THE PROBLEM:
For the records that follow, please set down exactly the lines between the one holding "pub const SERVER_HEADER: &str" and the one holding "#[derive(Debug, Clone, PartialEq, Eq)]", inclusive, and only those.

DATA EXCERPTS:

%%

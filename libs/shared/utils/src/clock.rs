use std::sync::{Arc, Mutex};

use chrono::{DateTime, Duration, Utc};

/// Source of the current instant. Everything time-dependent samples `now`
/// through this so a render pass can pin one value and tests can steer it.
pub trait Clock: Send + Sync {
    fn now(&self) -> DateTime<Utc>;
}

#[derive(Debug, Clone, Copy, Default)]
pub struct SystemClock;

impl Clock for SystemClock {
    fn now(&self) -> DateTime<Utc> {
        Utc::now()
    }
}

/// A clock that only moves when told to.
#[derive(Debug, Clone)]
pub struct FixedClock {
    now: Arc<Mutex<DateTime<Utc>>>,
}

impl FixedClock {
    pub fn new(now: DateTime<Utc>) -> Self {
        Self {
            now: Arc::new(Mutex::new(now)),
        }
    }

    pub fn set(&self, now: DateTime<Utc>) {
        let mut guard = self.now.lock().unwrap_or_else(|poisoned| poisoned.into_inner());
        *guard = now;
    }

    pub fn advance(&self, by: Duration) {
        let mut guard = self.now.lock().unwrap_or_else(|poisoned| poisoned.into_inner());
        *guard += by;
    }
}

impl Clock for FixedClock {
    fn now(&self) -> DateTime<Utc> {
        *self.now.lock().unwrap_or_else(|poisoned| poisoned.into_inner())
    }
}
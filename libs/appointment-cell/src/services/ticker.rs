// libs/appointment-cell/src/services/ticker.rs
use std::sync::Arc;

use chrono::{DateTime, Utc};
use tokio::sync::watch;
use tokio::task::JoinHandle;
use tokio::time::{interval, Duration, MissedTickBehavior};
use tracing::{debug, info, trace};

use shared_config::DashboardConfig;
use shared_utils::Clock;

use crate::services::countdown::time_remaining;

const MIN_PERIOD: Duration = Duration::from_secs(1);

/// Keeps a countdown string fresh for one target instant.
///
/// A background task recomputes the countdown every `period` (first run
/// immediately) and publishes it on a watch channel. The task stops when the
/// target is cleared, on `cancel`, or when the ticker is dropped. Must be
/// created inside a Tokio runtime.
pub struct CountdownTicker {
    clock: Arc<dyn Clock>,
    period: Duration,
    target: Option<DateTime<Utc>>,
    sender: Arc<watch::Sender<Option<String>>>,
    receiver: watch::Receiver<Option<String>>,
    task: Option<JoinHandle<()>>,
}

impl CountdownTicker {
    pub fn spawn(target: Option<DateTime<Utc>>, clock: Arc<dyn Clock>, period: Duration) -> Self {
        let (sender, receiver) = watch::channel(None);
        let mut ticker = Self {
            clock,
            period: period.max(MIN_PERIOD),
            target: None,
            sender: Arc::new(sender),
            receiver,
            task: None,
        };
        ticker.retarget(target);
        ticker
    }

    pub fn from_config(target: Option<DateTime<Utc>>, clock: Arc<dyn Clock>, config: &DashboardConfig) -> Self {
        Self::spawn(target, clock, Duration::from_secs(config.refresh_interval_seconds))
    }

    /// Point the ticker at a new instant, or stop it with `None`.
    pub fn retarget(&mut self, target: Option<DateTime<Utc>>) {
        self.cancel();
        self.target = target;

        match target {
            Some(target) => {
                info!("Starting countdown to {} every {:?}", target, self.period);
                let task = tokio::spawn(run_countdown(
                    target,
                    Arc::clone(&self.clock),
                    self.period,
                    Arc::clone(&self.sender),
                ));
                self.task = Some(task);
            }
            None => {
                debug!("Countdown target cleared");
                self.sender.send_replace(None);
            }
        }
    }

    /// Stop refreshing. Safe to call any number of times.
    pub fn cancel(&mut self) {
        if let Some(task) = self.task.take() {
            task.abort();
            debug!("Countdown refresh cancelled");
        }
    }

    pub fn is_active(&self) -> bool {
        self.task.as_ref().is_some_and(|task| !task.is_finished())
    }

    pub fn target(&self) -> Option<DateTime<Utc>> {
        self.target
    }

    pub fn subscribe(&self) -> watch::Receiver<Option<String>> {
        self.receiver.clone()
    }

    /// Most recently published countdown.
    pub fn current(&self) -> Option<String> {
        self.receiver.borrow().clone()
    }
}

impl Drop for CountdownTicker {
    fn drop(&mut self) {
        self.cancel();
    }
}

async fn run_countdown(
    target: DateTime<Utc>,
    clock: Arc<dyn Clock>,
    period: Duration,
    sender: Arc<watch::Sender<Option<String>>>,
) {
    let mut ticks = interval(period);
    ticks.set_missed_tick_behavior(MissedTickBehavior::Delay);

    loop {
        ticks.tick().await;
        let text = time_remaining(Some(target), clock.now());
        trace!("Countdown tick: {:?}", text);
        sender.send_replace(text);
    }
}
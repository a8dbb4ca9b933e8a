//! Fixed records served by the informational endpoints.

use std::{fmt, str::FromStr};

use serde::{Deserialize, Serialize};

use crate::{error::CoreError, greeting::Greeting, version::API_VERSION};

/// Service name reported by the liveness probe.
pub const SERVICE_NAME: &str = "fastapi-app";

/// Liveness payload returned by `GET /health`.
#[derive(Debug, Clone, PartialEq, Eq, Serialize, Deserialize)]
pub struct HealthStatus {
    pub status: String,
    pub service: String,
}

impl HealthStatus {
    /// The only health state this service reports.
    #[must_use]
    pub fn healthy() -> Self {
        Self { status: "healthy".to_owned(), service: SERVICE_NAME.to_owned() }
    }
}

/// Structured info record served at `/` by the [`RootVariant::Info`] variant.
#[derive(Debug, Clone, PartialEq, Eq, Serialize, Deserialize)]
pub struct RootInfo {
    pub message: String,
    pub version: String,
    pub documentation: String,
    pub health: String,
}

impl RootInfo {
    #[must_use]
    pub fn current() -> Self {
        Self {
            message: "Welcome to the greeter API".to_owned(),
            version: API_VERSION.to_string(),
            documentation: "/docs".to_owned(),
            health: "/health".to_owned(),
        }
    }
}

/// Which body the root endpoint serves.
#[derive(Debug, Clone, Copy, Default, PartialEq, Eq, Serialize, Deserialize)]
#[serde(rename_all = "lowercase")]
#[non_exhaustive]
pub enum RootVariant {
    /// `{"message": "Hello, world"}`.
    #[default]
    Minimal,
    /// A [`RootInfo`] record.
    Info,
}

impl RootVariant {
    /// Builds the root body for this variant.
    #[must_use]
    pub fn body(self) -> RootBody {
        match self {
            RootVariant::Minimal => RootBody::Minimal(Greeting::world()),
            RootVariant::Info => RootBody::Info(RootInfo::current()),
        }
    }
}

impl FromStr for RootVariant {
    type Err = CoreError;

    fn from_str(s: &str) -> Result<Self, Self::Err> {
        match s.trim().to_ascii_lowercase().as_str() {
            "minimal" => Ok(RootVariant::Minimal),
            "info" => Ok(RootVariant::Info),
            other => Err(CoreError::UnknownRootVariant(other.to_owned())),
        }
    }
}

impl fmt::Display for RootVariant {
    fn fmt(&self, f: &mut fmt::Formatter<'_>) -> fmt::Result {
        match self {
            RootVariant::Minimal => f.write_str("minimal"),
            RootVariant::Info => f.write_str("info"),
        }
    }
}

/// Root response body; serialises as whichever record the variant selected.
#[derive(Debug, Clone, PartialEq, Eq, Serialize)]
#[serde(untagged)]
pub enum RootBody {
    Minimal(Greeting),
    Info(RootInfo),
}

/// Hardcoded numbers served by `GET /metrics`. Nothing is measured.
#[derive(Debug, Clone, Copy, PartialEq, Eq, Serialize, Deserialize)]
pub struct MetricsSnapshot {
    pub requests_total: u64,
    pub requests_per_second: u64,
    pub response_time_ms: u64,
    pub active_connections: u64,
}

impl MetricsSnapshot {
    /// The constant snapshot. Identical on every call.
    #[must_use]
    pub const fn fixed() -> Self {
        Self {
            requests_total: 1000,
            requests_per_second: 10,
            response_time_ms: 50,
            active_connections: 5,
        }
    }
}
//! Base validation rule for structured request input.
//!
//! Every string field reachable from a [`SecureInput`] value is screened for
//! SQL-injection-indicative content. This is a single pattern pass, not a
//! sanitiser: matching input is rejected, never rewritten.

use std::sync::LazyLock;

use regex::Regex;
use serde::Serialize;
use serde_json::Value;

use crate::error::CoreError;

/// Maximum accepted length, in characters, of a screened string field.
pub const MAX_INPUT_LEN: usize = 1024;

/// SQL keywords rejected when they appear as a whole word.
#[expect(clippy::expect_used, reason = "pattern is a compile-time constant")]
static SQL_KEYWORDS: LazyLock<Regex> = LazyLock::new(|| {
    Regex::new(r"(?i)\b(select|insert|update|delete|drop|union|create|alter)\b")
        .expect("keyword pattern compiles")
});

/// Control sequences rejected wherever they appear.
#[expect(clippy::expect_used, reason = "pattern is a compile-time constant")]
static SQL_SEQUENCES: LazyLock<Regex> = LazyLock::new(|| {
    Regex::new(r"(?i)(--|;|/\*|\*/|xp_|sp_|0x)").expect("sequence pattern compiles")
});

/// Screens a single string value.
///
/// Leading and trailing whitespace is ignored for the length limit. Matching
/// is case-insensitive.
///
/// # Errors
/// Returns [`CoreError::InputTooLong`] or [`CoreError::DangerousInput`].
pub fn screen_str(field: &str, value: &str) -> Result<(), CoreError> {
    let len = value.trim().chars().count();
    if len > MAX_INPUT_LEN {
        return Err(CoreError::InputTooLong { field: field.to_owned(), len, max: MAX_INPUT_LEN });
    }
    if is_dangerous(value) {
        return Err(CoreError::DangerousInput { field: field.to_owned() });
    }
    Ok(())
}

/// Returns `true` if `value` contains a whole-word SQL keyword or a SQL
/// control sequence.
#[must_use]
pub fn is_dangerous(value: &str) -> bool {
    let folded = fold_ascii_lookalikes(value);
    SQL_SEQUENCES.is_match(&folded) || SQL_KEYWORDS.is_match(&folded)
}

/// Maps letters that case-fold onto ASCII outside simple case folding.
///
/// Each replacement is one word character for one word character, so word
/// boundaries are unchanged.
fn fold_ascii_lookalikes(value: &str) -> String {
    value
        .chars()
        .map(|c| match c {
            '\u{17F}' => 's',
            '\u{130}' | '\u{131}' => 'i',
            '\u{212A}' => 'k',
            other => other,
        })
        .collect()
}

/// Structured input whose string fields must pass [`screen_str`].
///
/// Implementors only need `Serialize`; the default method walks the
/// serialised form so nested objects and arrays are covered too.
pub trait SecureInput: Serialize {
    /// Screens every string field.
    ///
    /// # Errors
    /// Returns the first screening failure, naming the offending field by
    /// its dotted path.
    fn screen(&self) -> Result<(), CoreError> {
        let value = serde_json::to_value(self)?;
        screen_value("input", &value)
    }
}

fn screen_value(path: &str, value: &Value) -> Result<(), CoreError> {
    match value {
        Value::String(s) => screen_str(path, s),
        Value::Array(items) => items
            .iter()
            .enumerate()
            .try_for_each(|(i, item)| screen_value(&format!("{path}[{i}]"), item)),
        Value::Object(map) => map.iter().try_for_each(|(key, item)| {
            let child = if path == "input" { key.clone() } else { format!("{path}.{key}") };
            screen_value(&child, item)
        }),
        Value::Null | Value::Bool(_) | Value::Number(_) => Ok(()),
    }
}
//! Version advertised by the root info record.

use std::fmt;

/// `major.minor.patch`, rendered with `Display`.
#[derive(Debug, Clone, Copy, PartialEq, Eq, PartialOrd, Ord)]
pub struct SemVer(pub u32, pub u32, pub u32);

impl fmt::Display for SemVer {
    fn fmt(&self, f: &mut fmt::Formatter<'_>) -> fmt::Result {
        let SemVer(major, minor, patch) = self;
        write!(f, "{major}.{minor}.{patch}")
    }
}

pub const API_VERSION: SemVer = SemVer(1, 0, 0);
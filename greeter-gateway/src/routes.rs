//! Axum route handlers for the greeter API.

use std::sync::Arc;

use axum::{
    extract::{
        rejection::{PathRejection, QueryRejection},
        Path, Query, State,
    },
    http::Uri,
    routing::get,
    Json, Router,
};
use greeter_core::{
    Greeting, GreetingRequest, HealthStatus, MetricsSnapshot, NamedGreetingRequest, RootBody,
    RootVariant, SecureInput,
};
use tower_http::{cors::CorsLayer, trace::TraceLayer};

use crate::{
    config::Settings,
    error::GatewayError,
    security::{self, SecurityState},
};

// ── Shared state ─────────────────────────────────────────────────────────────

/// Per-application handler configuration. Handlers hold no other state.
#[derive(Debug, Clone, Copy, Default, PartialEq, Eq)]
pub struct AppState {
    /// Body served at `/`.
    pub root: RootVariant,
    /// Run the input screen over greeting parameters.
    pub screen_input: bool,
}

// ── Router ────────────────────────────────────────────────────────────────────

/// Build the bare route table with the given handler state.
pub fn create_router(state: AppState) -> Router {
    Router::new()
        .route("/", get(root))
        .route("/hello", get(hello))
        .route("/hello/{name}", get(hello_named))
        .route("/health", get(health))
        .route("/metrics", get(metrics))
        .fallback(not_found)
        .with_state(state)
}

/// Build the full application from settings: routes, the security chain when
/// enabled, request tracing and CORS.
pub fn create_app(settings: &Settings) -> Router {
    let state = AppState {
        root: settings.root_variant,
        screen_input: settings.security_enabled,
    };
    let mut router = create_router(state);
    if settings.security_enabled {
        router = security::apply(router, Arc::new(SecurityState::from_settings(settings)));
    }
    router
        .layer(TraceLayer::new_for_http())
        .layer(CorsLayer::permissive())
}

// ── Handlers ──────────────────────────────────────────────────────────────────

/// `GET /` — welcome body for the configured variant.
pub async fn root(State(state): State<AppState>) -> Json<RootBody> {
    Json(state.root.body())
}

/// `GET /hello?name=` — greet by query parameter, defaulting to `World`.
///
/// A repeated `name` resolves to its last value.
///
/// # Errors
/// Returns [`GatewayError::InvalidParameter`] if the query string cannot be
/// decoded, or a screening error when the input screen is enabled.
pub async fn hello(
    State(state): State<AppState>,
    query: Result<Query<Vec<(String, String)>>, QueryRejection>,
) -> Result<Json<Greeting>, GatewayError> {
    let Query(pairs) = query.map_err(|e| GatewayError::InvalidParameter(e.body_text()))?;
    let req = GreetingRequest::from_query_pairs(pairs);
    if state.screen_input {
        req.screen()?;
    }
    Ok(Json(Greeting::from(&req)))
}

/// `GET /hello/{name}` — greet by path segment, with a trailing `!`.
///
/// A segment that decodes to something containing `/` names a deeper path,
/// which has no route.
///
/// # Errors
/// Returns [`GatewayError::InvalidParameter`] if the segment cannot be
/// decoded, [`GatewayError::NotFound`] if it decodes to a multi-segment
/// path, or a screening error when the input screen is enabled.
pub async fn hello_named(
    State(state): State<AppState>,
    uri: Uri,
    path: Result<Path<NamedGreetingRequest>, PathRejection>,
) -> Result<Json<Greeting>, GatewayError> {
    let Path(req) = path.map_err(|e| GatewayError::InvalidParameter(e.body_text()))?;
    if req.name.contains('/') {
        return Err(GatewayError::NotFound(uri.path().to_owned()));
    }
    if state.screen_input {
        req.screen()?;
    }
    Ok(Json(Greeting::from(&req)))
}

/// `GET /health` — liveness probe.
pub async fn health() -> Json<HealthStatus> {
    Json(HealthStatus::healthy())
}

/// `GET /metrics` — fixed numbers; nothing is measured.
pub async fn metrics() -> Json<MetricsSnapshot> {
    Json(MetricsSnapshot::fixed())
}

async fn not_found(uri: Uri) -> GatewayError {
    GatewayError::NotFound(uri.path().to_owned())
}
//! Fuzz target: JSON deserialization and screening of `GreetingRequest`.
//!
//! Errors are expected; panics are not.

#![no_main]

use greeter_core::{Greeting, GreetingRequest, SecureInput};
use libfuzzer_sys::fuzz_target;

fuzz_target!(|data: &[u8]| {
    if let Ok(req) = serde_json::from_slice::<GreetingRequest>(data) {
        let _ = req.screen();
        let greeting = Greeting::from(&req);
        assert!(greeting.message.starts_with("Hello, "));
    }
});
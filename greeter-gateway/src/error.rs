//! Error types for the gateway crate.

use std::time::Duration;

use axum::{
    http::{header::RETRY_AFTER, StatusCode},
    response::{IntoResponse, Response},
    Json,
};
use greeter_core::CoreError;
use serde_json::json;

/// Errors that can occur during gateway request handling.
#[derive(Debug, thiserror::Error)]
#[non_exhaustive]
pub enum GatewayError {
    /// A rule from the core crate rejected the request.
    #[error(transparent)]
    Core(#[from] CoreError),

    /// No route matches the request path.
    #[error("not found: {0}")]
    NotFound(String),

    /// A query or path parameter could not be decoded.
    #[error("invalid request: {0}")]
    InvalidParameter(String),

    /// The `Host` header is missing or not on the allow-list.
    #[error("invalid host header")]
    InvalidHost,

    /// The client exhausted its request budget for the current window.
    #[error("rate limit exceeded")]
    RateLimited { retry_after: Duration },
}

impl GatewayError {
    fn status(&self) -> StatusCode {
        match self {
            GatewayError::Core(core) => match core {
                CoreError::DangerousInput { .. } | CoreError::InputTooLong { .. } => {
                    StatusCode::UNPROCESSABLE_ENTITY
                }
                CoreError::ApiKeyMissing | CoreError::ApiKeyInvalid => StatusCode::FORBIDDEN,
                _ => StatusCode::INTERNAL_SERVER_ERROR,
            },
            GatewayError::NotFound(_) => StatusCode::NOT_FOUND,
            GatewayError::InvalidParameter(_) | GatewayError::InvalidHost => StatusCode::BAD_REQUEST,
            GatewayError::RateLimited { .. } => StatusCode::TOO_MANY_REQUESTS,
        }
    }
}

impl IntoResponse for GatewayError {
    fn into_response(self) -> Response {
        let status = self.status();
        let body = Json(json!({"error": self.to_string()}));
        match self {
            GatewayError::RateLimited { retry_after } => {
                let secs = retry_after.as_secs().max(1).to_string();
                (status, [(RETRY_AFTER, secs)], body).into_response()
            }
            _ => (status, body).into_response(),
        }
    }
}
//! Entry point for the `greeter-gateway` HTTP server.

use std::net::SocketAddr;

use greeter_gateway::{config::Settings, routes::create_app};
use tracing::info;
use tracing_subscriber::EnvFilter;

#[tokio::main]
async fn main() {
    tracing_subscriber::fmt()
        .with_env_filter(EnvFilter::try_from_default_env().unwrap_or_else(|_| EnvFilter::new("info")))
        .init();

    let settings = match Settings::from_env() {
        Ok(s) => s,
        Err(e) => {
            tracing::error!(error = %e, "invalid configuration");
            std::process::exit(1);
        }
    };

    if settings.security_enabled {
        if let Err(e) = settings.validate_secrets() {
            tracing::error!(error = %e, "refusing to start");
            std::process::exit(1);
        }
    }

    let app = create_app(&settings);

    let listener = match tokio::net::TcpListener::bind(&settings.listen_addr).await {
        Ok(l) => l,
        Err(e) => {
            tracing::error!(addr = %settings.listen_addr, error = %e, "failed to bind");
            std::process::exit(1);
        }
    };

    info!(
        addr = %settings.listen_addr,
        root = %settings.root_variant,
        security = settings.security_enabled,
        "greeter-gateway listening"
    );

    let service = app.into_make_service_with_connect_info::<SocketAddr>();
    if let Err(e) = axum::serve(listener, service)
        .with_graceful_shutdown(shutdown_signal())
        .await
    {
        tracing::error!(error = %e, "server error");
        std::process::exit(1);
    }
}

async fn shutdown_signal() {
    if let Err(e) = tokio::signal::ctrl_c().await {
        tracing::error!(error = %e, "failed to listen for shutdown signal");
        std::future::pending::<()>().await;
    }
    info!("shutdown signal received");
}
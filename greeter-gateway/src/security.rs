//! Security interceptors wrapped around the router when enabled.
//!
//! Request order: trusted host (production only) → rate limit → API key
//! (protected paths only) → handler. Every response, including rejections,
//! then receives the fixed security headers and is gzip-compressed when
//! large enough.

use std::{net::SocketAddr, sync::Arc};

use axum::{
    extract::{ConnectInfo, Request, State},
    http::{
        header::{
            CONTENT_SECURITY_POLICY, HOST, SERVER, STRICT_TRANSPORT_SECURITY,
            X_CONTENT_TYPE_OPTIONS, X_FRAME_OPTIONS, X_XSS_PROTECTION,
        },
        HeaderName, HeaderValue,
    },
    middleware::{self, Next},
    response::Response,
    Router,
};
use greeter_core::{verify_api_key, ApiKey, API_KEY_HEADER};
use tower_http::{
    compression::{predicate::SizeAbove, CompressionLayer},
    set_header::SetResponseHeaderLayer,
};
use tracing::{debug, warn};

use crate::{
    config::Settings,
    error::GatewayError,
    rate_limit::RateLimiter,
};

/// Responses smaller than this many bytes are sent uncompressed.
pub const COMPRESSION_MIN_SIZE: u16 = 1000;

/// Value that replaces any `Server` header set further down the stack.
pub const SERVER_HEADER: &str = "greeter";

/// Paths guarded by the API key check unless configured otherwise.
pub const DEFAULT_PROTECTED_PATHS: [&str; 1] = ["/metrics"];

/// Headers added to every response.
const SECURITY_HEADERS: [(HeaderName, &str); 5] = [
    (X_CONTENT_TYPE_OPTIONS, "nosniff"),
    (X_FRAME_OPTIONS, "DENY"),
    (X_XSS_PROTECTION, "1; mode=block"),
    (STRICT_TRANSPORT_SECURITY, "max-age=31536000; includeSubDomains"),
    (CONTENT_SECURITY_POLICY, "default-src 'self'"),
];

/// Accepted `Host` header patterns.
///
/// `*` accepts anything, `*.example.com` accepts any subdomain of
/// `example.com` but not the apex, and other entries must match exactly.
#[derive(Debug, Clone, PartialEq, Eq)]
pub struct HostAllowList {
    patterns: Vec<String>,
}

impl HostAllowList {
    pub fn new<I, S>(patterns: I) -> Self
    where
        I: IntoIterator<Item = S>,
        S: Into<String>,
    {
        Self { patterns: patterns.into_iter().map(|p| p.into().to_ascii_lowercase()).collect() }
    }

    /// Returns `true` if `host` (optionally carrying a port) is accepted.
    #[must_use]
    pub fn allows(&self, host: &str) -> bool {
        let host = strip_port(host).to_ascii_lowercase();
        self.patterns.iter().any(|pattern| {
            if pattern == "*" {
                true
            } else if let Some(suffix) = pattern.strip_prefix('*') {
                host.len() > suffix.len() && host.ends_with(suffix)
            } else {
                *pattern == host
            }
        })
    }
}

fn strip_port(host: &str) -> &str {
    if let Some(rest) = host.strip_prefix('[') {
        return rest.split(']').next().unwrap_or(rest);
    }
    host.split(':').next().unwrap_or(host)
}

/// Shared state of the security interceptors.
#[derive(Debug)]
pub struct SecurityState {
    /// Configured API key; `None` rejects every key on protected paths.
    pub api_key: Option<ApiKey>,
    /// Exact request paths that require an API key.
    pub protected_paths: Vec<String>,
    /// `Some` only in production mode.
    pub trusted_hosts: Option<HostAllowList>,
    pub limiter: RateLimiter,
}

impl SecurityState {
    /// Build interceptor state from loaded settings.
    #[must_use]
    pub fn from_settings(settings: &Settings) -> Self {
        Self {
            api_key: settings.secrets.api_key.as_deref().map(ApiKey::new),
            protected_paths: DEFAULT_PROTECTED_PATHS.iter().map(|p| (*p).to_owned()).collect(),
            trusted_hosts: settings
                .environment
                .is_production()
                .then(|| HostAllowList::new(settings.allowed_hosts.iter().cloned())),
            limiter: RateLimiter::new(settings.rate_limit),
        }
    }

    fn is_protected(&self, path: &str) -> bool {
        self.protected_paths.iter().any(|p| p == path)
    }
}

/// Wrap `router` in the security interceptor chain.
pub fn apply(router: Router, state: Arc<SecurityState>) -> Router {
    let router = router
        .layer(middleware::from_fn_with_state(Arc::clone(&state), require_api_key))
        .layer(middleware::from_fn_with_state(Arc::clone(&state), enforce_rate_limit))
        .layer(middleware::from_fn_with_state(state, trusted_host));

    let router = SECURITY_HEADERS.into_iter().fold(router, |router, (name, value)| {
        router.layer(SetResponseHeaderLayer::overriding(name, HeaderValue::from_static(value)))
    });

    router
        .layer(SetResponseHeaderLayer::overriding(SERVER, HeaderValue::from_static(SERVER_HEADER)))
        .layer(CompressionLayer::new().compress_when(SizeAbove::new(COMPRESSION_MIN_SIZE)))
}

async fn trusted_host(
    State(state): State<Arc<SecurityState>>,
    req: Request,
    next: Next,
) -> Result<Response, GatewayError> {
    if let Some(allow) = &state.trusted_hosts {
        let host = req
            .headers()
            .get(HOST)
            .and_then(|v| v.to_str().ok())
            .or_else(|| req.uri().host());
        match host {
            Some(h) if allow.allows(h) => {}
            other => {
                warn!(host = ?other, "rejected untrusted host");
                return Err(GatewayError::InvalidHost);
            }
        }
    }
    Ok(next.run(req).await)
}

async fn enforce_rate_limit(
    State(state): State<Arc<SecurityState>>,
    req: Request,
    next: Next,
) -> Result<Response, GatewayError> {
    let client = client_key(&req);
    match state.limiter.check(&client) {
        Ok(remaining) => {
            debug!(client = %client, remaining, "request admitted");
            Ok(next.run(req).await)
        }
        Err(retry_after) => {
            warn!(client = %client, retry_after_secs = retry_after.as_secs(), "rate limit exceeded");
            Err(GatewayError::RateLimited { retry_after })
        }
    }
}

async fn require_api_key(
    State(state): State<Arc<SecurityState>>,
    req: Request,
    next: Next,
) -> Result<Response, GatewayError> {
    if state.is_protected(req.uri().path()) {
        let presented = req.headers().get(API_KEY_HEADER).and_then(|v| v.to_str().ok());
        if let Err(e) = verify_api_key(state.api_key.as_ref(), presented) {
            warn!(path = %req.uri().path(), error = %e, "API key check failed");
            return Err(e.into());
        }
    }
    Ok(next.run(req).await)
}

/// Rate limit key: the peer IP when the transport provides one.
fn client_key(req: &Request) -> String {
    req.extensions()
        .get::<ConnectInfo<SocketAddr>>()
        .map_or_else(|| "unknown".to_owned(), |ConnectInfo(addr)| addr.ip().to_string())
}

%%

RESPONSE TO THE TASK:
pub const SERVER_HEADER: &str = "greeter";

/// Paths guarded by the API key check unless configured otherwise.
pub const DEFAULT_PROTECTED_PATHS: [&str; 1] = ["/metrics"];

/// Headers added to every response.
const SECURITY_HEADERS: [(HeaderName, &str); 5] = [
    (X_CONTENT_TYPE_OPTIONS, "nosniff"),
    (X_FRAME_OPTIONS, "DENY"),
    (X_XSS_PROTECTION, "1; mode=block"),
    (STRICT_TRANSPORT_SECURITY, "max-age=31536000; includeSubDomains"),
    (CONTENT_SECURITY_POLICY, "default-src 'self'"),
];

/// Accepted `Host` header patterns.
///
/// `*` accepts anything, `*.example.com` accepts any subdomain of
/// `example.com` but not the apex, and other entries must match exactly.
#[derive(Debug, Clone, PartialEq, Eq)]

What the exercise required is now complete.